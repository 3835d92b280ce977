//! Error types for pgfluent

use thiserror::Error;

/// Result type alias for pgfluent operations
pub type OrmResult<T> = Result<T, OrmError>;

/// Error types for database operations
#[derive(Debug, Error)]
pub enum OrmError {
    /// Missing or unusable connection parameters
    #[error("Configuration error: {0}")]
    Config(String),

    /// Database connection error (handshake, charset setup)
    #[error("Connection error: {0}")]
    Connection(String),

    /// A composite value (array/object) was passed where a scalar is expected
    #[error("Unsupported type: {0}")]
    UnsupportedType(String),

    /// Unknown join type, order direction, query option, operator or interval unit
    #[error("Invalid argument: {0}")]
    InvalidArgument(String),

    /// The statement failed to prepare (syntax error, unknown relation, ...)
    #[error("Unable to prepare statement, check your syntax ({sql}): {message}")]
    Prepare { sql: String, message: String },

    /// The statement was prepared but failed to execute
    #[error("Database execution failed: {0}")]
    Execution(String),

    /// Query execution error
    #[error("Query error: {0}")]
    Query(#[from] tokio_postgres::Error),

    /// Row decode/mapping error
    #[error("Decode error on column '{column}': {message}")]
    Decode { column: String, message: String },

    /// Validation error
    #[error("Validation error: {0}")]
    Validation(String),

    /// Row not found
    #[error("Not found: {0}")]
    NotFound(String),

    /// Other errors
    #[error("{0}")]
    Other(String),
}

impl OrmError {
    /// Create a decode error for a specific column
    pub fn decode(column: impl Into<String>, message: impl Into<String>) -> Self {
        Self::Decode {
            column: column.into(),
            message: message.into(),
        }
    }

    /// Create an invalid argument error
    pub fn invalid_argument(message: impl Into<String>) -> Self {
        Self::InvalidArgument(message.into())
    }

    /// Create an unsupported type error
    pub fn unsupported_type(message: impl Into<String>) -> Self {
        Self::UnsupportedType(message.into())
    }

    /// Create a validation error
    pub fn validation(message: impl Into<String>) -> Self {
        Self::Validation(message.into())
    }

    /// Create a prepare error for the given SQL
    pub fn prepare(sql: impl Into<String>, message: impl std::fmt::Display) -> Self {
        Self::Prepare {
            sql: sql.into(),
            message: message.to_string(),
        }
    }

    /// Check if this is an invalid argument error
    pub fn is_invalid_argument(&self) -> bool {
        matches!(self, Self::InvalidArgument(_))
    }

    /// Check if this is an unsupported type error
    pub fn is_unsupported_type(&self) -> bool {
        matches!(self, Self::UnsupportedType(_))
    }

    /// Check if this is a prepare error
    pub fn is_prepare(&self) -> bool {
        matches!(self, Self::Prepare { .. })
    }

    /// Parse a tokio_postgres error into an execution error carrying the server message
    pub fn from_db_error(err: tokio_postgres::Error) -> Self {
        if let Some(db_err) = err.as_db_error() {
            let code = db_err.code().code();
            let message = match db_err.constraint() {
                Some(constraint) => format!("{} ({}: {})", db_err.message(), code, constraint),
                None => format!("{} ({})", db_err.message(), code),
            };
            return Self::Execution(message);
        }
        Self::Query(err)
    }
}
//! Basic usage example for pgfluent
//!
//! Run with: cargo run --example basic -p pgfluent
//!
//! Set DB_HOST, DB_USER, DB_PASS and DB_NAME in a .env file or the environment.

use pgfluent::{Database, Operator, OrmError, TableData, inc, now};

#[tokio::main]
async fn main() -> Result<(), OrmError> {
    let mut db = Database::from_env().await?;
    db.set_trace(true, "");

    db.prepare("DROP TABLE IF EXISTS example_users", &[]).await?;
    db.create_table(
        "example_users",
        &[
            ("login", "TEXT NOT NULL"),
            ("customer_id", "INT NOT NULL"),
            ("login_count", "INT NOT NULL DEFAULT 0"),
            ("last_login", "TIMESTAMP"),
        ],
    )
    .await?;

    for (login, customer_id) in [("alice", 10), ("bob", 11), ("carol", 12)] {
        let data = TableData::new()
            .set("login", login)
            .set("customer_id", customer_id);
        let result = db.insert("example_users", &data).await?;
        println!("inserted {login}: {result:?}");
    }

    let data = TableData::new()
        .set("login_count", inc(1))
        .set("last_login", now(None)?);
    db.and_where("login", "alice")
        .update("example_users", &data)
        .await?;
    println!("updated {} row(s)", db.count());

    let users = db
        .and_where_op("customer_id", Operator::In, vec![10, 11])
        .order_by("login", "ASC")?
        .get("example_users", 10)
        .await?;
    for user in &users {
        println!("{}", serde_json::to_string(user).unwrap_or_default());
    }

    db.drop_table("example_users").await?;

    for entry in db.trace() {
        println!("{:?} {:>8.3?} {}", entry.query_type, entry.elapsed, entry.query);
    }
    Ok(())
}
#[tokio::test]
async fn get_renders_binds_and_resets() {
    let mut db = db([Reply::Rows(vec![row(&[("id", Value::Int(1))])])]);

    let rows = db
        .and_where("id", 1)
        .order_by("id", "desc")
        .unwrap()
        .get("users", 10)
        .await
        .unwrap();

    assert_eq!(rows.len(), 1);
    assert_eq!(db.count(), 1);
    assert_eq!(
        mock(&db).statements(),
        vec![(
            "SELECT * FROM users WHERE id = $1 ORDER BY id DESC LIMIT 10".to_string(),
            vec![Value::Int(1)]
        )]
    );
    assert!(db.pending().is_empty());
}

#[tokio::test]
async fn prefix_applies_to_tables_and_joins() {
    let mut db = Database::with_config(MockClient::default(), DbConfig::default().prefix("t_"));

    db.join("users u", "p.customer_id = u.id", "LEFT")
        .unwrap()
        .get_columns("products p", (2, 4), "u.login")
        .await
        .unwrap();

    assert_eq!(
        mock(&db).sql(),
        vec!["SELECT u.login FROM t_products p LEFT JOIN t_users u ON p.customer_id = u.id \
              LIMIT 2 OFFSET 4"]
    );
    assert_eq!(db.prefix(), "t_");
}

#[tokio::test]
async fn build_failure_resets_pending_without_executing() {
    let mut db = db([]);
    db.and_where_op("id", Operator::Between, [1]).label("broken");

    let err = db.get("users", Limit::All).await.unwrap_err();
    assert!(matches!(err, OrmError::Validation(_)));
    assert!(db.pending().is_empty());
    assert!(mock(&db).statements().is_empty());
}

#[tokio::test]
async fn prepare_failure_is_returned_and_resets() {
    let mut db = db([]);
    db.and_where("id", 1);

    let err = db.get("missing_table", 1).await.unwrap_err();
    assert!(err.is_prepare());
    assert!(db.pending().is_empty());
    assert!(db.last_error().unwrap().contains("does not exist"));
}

====

Work out how many lines in the records hold the word "types", and answer with that number alone.

▶ [Output of the task]: 2